April 23, 2011 12:19 am

Fairy tales for straitened times

Royal Weddings and Britain’s native genius for theatre

To contemplate the royal wedding – rather than be constantly knocked over, like a demonstrator before a water cannon, by the gush about it – is doleful. Since the 1947 nuptials of the Queen with Prince Philip – which Britain’s Royal Weddings (BBC1 Sunday) saw as a great postwar show dedicated to Cheering Us All Up – the House of Windsor has had more than its share of failed marriages. Princess Margaret (m. 1960), sister to the Queen, and the Queen’s children Princess Anne (m. 1973), Prince Andrew (m. 1986) and, most spectacularly, Prince Charles (m. 1981), all had first marriages end badly. Only Prince Edward’s marriage (1999) to the public relations consultant Sophie Rhys Jones has, to date, survived the ravages of time and tabloid.

Prince William and Catherine Middleton may fare better, but you wouldn’t bet money. She will be subject to the intolerable strains of being rich, famous, feted and obliged to smile constantly, while lacking training for these tortures. He, the son of the most publicly rocky marriage in the world, will have an ambiguous view of wedlock; some 70 per cent of the children of divorcees, according to Professor Mavis Hetherington of the University of Virginia, see divorce as a good way out of marriage difficulties. Still, the magnificence of the ceremonies – Britain’s Royal Weddings showed great old footage of the 1923 marriage of Elizabeth Bowes-Lyon to Prince Albert (King George VI to be); Princess Elizabeth to Philip Mountbatten in 1947; and Princess Margaret to Antony Armstrong Jones (in colour) in 1960 – is a tribute to Britain’s native genius for theatre.

The programme gave pride of place to the dresses: the 1947 creation for Elizabeth by Norman Hartnell was magnificent, with Chinese silkworms supplementing the overstretched labour of their British comrades (Italian silkworms were deemed “unpatriotic”). But it also celebrated the demotic nature of the event, as when George V decreed a stately pleasure day for all London when his son married Bowes-Lyon. These were hard times: the working classes were restless, the fate of the king’s Russian cousins at the hands of the Bolsheviks was much in mind – but his calculation was that awe – and “aw, isn’t she lovely!” – would be greater than any desire to see the royal family shot in a cellar. Britain was still on rationing in 1947, but the same calculation applied – and worked once more for Elizabeth and Philip.
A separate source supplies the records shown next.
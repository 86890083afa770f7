//! Tag -> constructor mapping for the instruction catalog.
//!
//! Loaders describe an instruction by its external name (`INCREASE`,
//! `JUMP_NOT_ZERO`, ...), an optional variable, an optional label and named
//! arguments. [`Opcode::construct`] turns such a description into an
//! [`Instruction`], rejecting anything malformed up front.

use std::collections::BTreeMap;
use std::fmt;
use std::str::FromStr;
use std::sync::LazyLock;

use regex::Regex;
use serde::{Deserialize, Serialize};

use super::{Family, Instruction, Op};

/// Argument naming the target of `JUMP_NOT_ZERO`.
pub const JNZ_LABEL_ARG: &str = "JNZLabel";
/// Argument naming the target of `GOTO_LABEL`.
pub const GOTO_LABEL_ARG: &str = "gotoLabel";

static VARIABLE_NAME: LazyLock<Regex> =
    LazyLock::new(|| Regex::new(r"^(?:y|[xz][0-9]+)$").expect("variable pattern compiles"));
static LABEL_NAME: LazyLock<Regex> =
    LazyLock::new(|| Regex::new(r"^[A-Za-z_][A-Za-z0-9_]*$").expect("label pattern compiles"));

pub fn is_variable_name(name: &str) -> bool {
    VARIABLE_NAME.is_match(name)
}

pub fn is_label_name(name: &str) -> bool {
    LABEL_NAME.is_match(name)
}

#[derive(Debug, Clone, PartialEq, Eq, thiserror::Error)]
pub enum ConstructionError {
    #[error("unknown instruction: {name}")]
    UnknownInstruction { name: String },
    #[error("{instruction}: missing required operand '{operand}'")]
    MissingOperand { instruction: Opcode, operand: &'static str },
    #[error("{instruction}: malformed variable '{variable}'")]
    MalformedVariable { instruction: Opcode, variable: String },
    #[error("malformed label '{label}'")]
    MalformedLabel { label: String },
    /// `first` and `second` are 1-based instruction numbers.
    #[error("duplicate label '{label}' on instructions #{first} and #{second}")]
    DuplicateLabel { label: String, first: usize, second: usize },
}

impl ConstructionError {
    pub fn code(&self) -> &'static str {
        match self {
            ConstructionError::UnknownInstruction { .. } => "SEM-C001",
            ConstructionError::MissingOperand { .. } => "SEM-C002",
            ConstructionError::MalformedVariable { .. } => "SEM-C003",
            ConstructionError::MalformedLabel { .. } => "SEM-C004",
            ConstructionError::DuplicateLabel { .. } => "SEM-C005",
        }
    }
}

/// Variant tag of the closed catalog.
#[derive(Debug, Clone, Copy, PartialEq, Eq, Hash, Serialize, Deserialize)]
#[serde(rename_all = "SCREAMING_SNAKE_CASE")]
pub enum Opcode {
    Neutral,
    Increase,
    Decrease,
    JumpNotZero,
    ZeroVariable,
    GotoLabel,
}

impl Opcode {
    pub const ALL: [Opcode; 6] = [
        Opcode::Neutral,
        Opcode::Increase,
        Opcode::Decrease,
        Opcode::JumpNotZero,
        Opcode::ZeroVariable,
        Opcode::GotoLabel,
    ];

    pub fn name(self) -> &'static str {
        match self {
            Opcode::Neutral => "NEUTRAL",
            Opcode::Increase => "INCREASE",
            Opcode::Decrease => "DECREASE",
            Opcode::JumpNotZero => "JUMP_NOT_ZERO",
            Opcode::ZeroVariable => "ZERO_VARIABLE",
            Opcode::GotoLabel => "GOTO_LABEL",
        }
    }

    pub fn family(self) -> Family {
        match self {
            Opcode::Neutral | Opcode::Increase | Opcode::Decrease | Opcode::JumpNotZero => Family::Basic,
            Opcode::ZeroVariable | Opcode::GotoLabel => Family::Synthetic,
        }
    }

    pub fn cycles(self) -> u64 {
        match self {
            Opcode::Neutral => 0,
            Opcode::Increase | Opcode::Decrease | Opcode::ZeroVariable | Opcode::GotoLabel => 1,
            Opcode::JumpNotZero => 2,
        }
    }

    /// Builds an instruction of this variant from loader-supplied operands.
    pub fn construct(self, operands: &Operands) -> Result<Instruction, ConstructionError> {
        let label = operands.checked_label()?;
        let op = match self {
            Opcode::Neutral => Op::Neutral { var: operands.checked_variable(self)? },
            Opcode::Increase => Op::Increase { var: operands.checked_variable(self)? },
            Opcode::Decrease => Op::Decrease { var: operands.checked_variable(self)? },
            Opcode::JumpNotZero => Op::JumpNotZero {
                var: operands.checked_variable(self)?,
                target: operands.checked_argument(self, JNZ_LABEL_ARG)?,
            },
            Opcode::ZeroVariable => Op::ZeroVariable { var: operands.checked_variable(self)? },
            Opcode::GotoLabel => Op::GotoLabel {
                target: operands.checked_argument(self, GOTO_LABEL_ARG)?,
            },
        };
        Ok(Instruction::new(op).with_label_opt(label))
    }
}

impl FromStr for Opcode {
    type Err = ConstructionError;

    fn from_str(name: &str) -> Result<Self, Self::Err> {
        let name = name.trim();
        Opcode::ALL
            .into_iter()
            .find(|op| op.name() == name)
            .ok_or_else(|| ConstructionError::UnknownInstruction { name: name.to_string() })
    }
}

impl fmt::Display for Opcode {
    fn fmt(&self, f: &mut fmt::Formatter<'_>) -> fmt::Result {
        f.write_str(self.name())
    }
}

/// Loader-facing description of an instruction's operands.
#[derive(Debug, Clone, Default, PartialEq, Eq)]
pub struct Operands {
    pub variable: Option<String>,
    pub label: Option<String>,
    pub arguments: BTreeMap<String, String>,
}

impl Operands {
    pub fn new() -> Self {
        Operands::default()
    }

    pub fn with_variable(mut self, variable: impl Into<String>) -> Self {
        self.variable = Some(variable.into());
        self
    }

    pub fn with_label(mut self, label: impl Into<String>) -> Self {
        self.label = Some(label.into());
        self
    }

    pub fn with_argument(mut self, name: impl Into<String>, value: impl Into<String>) -> Self {
        self.arguments.insert(name.into(), value.into());
        self
    }

    /// Inverse of [`Opcode::construct`]: the operands describing `instruction`.
    pub fn of(instruction: &Instruction) -> Self {
        let mut operands = Operands {
            variable: instruction.variable().map(str::to_string),
            label: instruction.label().map(str::to_string),
            arguments: BTreeMap::new(),
        };
        match instruction.op() {
            Op::JumpNotZero { target, .. } => {
                operands.arguments.insert(JNZ_LABEL_ARG.to_string(), target.clone());
            }
            Op::GotoLabel { target } => {
                operands.arguments.insert(GOTO_LABEL_ARG.to_string(), target.clone());
            }
            _ => {}
        }
        operands
    }

    fn checked_label(&self) -> Result<Option<String>, ConstructionError> {
        match non_empty(self.label.as_deref()) {
            None => Ok(None),
            Some(label) if is_label_name(label) => Ok(Some(label.to_string())),
            Some(label) => Err(ConstructionError::MalformedLabel { label: label.to_string() }),
        }
    }

    fn checked_variable(&self, instruction: Opcode) -> Result<String, ConstructionError> {
        let variable = non_empty(self.variable.as_deref())
            .ok_or(ConstructionError::MissingOperand { instruction, operand: "variable" })?;
        if !is_variable_name(variable) {
            return Err(ConstructionError::MalformedVariable {
                instruction,
                variable: variable.to_string(),
            });
        }
        Ok(variable.to_string())
    }

    fn checked_argument(&self, instruction: Opcode, name: &'static str) -> Result<String, ConstructionError> {
        let target = non_empty(self.arguments.get(name).map(String::as_str))
            .ok_or(ConstructionError::MissingOperand { instruction, operand: name })?;
        if !is_label_name(target) {
            return Err(ConstructionError::MalformedLabel { label: target.to_string() });
        }
        Ok(target.to_string())
    }
}

fn non_empty(value: Option<&str>) -> Option<&str> {
    value.map(str::trim).filter(|v| !v.is_empty())
}
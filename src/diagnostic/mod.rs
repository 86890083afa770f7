pub mod ansi;
pub mod json;
pub mod registry;

use crate::source::Span;

#[derive(Debug, Clone, Copy, PartialEq, Eq)]
pub enum Severity {
    Error,
    Warning,
}

impl Severity {
    pub fn as_str(self) -> &'static str {
        match self {
            Severity::Error => "error",
            Severity::Warning => "warning",
        }
    }
}

/// A reportable problem. Text-level problems point at a `span` of the
/// listing; program-level ones name an `instruction` (1-based).
#[derive(Debug, Clone, PartialEq, Eq)]
pub struct Diagnostic {
    pub severity: Severity,
    pub code: Option<&'static str>,
    pub message: String,
    pub span: Option<Span>,
    pub instruction: Option<usize>,
    pub notes: Vec<String>,
    pub suggestion: Option<String>,
    pub source: Option<String>,
}

impl Diagnostic {
    pub fn error(message: impl Into<String>) -> Self {
        Diagnostic {
            severity: Severity::Error,
            code: None,
            message: message.into(),
            span: None,
            instruction: None,
            notes: Vec::new(),
            suggestion: None,
            source: None,
        }
    }

    pub fn warning(message: impl Into<String>) -> Self {
        Diagnostic { severity: Severity::Warning, ..Diagnostic::error(message) }
    }

    pub fn with_code(mut self, code: &'static str) -> Self {
        self.code = Some(code);
        self
    }

    pub fn with_span(mut self, span: Span) -> Self {
        self.span = Some(span);
        self
    }

    pub fn at_instruction(mut self, number: usize) -> Self {
        self.instruction = Some(number);
        self
    }

    pub fn with_note(mut self, note: impl Into<String>) -> Self {
        self.notes.push(note.into());
        self
    }

    pub fn with_suggestion(mut self, suggestion: impl Into<String>) -> Self {
        self.suggestion = Some(suggestion.into());
        self
    }

    pub fn with_source(mut self, source: impl Into<String>) -> Self {
        self.source = Some(source.into());
        self
    }

    /// One-line description of the code from the registry.
    pub fn summary(&self) -> Option<&'static str> {
        self.code.and_then(registry::lookup).map(|entry| entry.short)
    }
}

// ---- From impls for library error types ----

impl From<&crate::lexer::LexError> for Diagnostic {
    fn from(e: &crate::lexer::LexError) -> Self {
        let span = Span {
            start: e.position,
            end: e.position + e.snippet.len().max(1),
        };
        let d = Diagnostic::error(e.to_string()).with_code(e.code()).with_span(span);
        if e.suggestion.is_empty() { d } else { d.with_suggestion(e.suggestion.clone()) }
    }
}

impl From<&crate::parser::ParseError> for Diagnostic {
    fn from(e: &crate::parser::ParseError) -> Self {
        let d = Diagnostic::error(&e.message).with_code(e.code).with_span(e.span);
        match &e.hint {
            Some(hint) => d.with_suggestion(hint.clone()),
            None => d,
        }
    }
}

impl From<&crate::instruction::ConstructionError> for Diagnostic {
    fn from(e: &crate::instruction::ConstructionError) -> Self {
        use crate::instruction::ConstructionError;
        let d = Diagnostic::error(e.to_string()).with_code(e.code());
        match e {
            ConstructionError::DuplicateLabel { first, second, .. } => d
                .at_instruction(*second)
                .with_note(format!("first bound at instruction #{first}")),
            _ => d,
        }
    }
}

impl From<&crate::program::ValidationError> for Diagnostic {
    fn from(e: &crate::program::ValidationError) -> Self {
        let mut d = Diagnostic::error(format!("program '{}' is not valid", e.program)).with_code(e.code());
        if let Some(first) = e.unresolved.first() {
            d = d.at_instruction(first.position + 1);
        }
        for jump in &e.unresolved {
            d = d.with_note(format!("instruction #{} jumps to unbound label '{}'", jump.position + 1, jump.label));
        }
        d.with_suggestion("bind each target with a '[label]' prefix on some instruction")
    }
}

impl From<&crate::expand::ExpandError> for Diagnostic {
    fn from(e: &crate::expand::ExpandError) -> Self {
        Diagnostic::error(e.to_string()).with_code(e.code())
    }
}

impl From<&crate::vm::RuntimeError> for Diagnostic {
    fn from(e: &crate::vm::RuntimeError) -> Self {
        use crate::vm::RuntimeError;
        let d = Diagnostic::error(e.to_string()).with_code(e.code());
        match e {
            RuntimeError::UnresolvedLabel { instruction, .. } => d.at_instruction(*instruction),
            RuntimeError::StepLimitExceeded { .. } => {
                d.with_suggestion("raise --step-limit (or SEMULATOR_STEP_LIMIT) if the program is expected to finish")
            }
        }
    }
}

impl From<&crate::document::DocumentError> for Diagnostic {
    fn from(e: &crate::document::DocumentError) -> Self {
        use crate::document::DocumentError;
        match e {
            DocumentError::Instruction { index, source } => Diagnostic::from(source).at_instruction(*index),
            _ => Diagnostic::error(e.to_string()).with_code(e.code()),
        }
    }
}

impl From<&crate::engine::EngineError> for Diagnostic {
    fn from(e: &crate::engine::EngineError) -> Self {
        use crate::engine::EngineError;
        match e {
            EngineError::NoProgram => Diagnostic::error(e.to_string()).with_code(e.code()),
            EngineError::Validation(inner) => inner.into(),
            EngineError::Expand(inner) => inner.into(),
            EngineError::Runtime(inner) => inner.into(),
        }
    }
}

/// All diagnostics for a failed text load, each carrying `source`.
pub fn from_source_error(e: &crate::parser::SourceError, source: &str) -> Vec<Diagnostic> {
    use crate::parser::SourceError;
    match e {
        SourceError::Lex(lex) => vec![Diagnostic::from(lex).with_source(source)],
        SourceError::Parse(errors) => errors
            .iter()
            .map(|p| Diagnostic::from(p).with_source(source))
            .collect(),
    }
}
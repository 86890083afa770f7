/// An entry in the error code registry.
pub struct ErrorEntry {
    pub code: &'static str,
    pub short: &'static str, // one-line description
    pub long: &'static str,  // full explanation for `explain`
}

/// All stable error codes.
pub static REGISTRY: &[ErrorEntry] = &[
    // ── Lexer ────────────────────────────────────────────────────────────────
    ErrorEntry {
        code: "SEM-L001",
        short: "unexpected character",
        long: r#"## SEM-L001: unexpected character

A character was found that cannot start any token of the listing syntax.
Programs use only `[ ] ( ) <- != + -`, numbers, names and `#` comments.

**Example:**

    y ← y + 1

**Fix:**

    y <- y + 1
"#,
    },
    // ── Parser ───────────────────────────────────────────────────────────────
    ErrorEntry {
        code: "SEM-P001",
        short: "unexpected token",
        long: r#"## SEM-P001: unexpected token

The line does not match any instruction form. The forms are:

    V <- V          neutral
    V <- V + 1      increase
    V <- V - 1      decrease
    IF V != 0 GOTO L
    V <- 0          zero variable
    GOTO L

Keywords are uppercase, and registers only change by one.
"#,
    },
    ErrorEntry {
        code: "SEM-P002",
        short: "mismatched operands",
        long: r#"## SEM-P002: mismatched operands

An assignment reads one variable and writes another. Every instruction
acts on a single variable.

**Example:**

    y <- x1 + 1

**Fix:** copy through a loop, or write `y <- y + 1`.
"#,
    },
    ErrorEntry {
        code: "SEM-P003",
        short: "cycle annotation mismatch",
        long: r#"## SEM-P003: cycle annotation mismatch

The optional `(n)` at the end of a line must equal the cost of the
instruction: 0 for `V <- V`, 2 for `IF V != 0 GOTO L`, 1 for the rest.
Drop the annotation or correct it.
"#,
    },
    ErrorEntry {
        code: "SEM-P004",
        short: "unexpected end of line",
        long: r#"## SEM-P004: unexpected end of line

The line ended before the instruction was complete, e.g. `GOTO` with no
label or `y <-` with nothing after it. Each instruction fits on one line.
"#,
    },
    // ── Construction ─────────────────────────────────────────────────────────
    ErrorEntry {
        code: "SEM-C001",
        short: "unknown instruction",
        long: r#"## SEM-C001: unknown instruction

A program document names an instruction outside the catalog. Known names:
NEUTRAL, INCREASE, DECREASE, JUMP_NOT_ZERO, ZERO_VARIABLE, GOTO_LABEL.
"#,
    },
    ErrorEntry {
        code: "SEM-C002",
        short: "missing operand",
        long: r#"## SEM-C002: missing operand

An instruction lacks a required operand. Every variant except GOTO_LABEL
needs a `variable`; JUMP_NOT_ZERO needs the `JNZLabel` argument and
GOTO_LABEL needs the `gotoLabel` argument.
"#,
    },
    ErrorEntry {
        code: "SEM-C003",
        short: "malformed variable",
        long: r#"## SEM-C003: malformed variable

Variables are `y` (output), `x1`, `x2`, ... (inputs) or `z1`, `z2`, ...
(work variables). Anything else is rejected.
"#,
    },
    ErrorEntry {
        code: "SEM-C004",
        short: "malformed label",
        long: r#"## SEM-C004: malformed label

Labels are identifiers: a letter or underscore followed by letters,
digits or underscores.
"#,
    },
    ErrorEntry {
        code: "SEM-C005",
        short: "duplicate label",
        long: r#"## SEM-C005: duplicate label

Two instructions carry the same label. A label names exactly one
position, so jumps to it would be ambiguous. Rename one of them.
"#,
    },
    // ── Validation ───────────────────────────────────────────────────────────
    ErrorEntry {
        code: "SEM-V001",
        short: "jump to unbound label",
        long: r#"## SEM-V001: jump to unbound label

An `IF V != 0 GOTO L` targets a label no instruction carries. Programs
are checked before they run.

**Example:**

    IF x1 != 0 GOTO LOOP
    y <- y + 1

**Fix:** add `[LOOP]` to the instruction the jump should reach.
"#,
    },
    // ── Expansion ────────────────────────────────────────────────────────────
    ErrorEntry {
        code: "SEM-X001",
        short: "invalid expansion degree",
        long: r#"## SEM-X001: invalid expansion degree

A program can be lowered to any degree from 0 (basic instructions only)
up to its maximum degree (the program as written). Larger degrees are
rejected.
"#,
    },
    // ── Runtime ──────────────────────────────────────────────────────────────
    ErrorEntry {
        code: "SEM-R001",
        short: "unresolved label at runtime",
        long: r#"## SEM-R001: unresolved label at runtime

A jump was taken to a label that is not bound. `GOTO L` targets are only
checked when the jump executes, so a program with an unbound `GOTO`
target loads but fails when that line runs.
"#,
    },
    ErrorEntry {
        code: "SEM-R002",
        short: "step limit exceeded",
        long: r#"## SEM-R002: step limit exceeded

The run executed more instructions than the configured step limit
allows. S programs may loop forever; the limit stops them. Raise it with
`--step-limit` or `SEMULATOR_STEP_LIMIT`, or fix the loop.
"#,
    },
    // ── Documents and sessions ───────────────────────────────────────────────
    ErrorEntry {
        code: "SEM-D001",
        short: "malformed program document",
        long: r#"## SEM-D001: malformed program document

A JSON program is not shaped like

    {"name": "...", "instructions": [{"name": "INCREASE", "variable": "y"}]}

or carries no name and none could be derived from the file name.
"#,
    },
    ErrorEntry {
        code: "SEM-E001",
        short: "no program loaded",
        long: r#"## SEM-E001: no program loaded

An engine operation needs a program, but none has been loaded.
"#,
    },
];

/// Look up an error entry by code (e.g. `"SEM-R001"`).
pub fn lookup(code: &str) -> Option<&'static ErrorEntry> {
    REGISTRY.iter().find(|e| e.code.eq_ignore_ascii_case(code.trim()))
}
When survivors of that day gave their testimony, the phrase “just like a fairy tale” was repeated. Betty Foster, one of the seamstresses of the gown, caught it best: “With all that austerity, it was spectacular.”

One aspect of the ceremony that was barely mentioned was that it is a religious rite, but this was, perhaps, televisual discretion, since “as long as you both shall live” has been so egregiously flouted by the Windsors. The former Conservative minister turned TV personality Ann Widdecombe set out, in her dogged way, to redress that lack later in the evening. In Does Christianity Have a Future? (BBC1) she scored a point or two for Jesus. Catholicism has been revived by an infusion of Poles; Pentecostalism by African and Caribbean immigrants. Even Anglicanism has a growth division round the Alpha Course, with its mixing of rock gospel singing and the fervent preaching of the Bible. The most anguished comment came from the Archbishop of Canterbury. Speaking to a theme that has become more dominant – and very clear – in his often complex public speech, he observed that “society, because of its consumerism, has shrunk its horizons: people think less of themselves as human beings”.

What he meant more was, I think, that people increasingly think of themselves only as human beings. In this connection, the two-part drama The Reckoning (ITV1 Monday and Tuesday) was an engrossing piece of work that showed a fine, straightforward ability to deal with the complexities of what constitutes a good action.

Sally, a former nurse and call-centre worker, forms a stable relationship with Mark, a former soldier, and with her daughter, who is being treated for cancer, they make an affectionate family. Sally is called to an office and learns she has been bequeathed £5m – on the condition she kills a man. Her angry rejection of the deal unravels. She learns that her daughter is incurable, unless she goes to the US for a hugely expensive operation; that the man she must kill is evil; and that her partner, Mark, will do it. Then they learn that they are in a chain – he who kills will next be killed by another pursuing the same deal.

It was exciting at the tension/action level; more, it engaged you morally. Sally and Mark both know that murder is wrong, but Mark, harder in the ways of violence, puts the equation at its starkest: a lovely young girl will die and a man who gets his kicks from killing prostitutes will live. Pointing to his face, partly disfigured by a random attack, Mark says: “The man who did this left prison before I left hospital. We have to make up our own rules now.”

As an expression of a morality that no longer – except vestigially – recognises God, since he is dead, and which sees in liberal society’s treatment of violent criminals a failure to protect the innocent, the treatment of the dilemmas underpinning this drama is hard to beat. An unpretentious gem.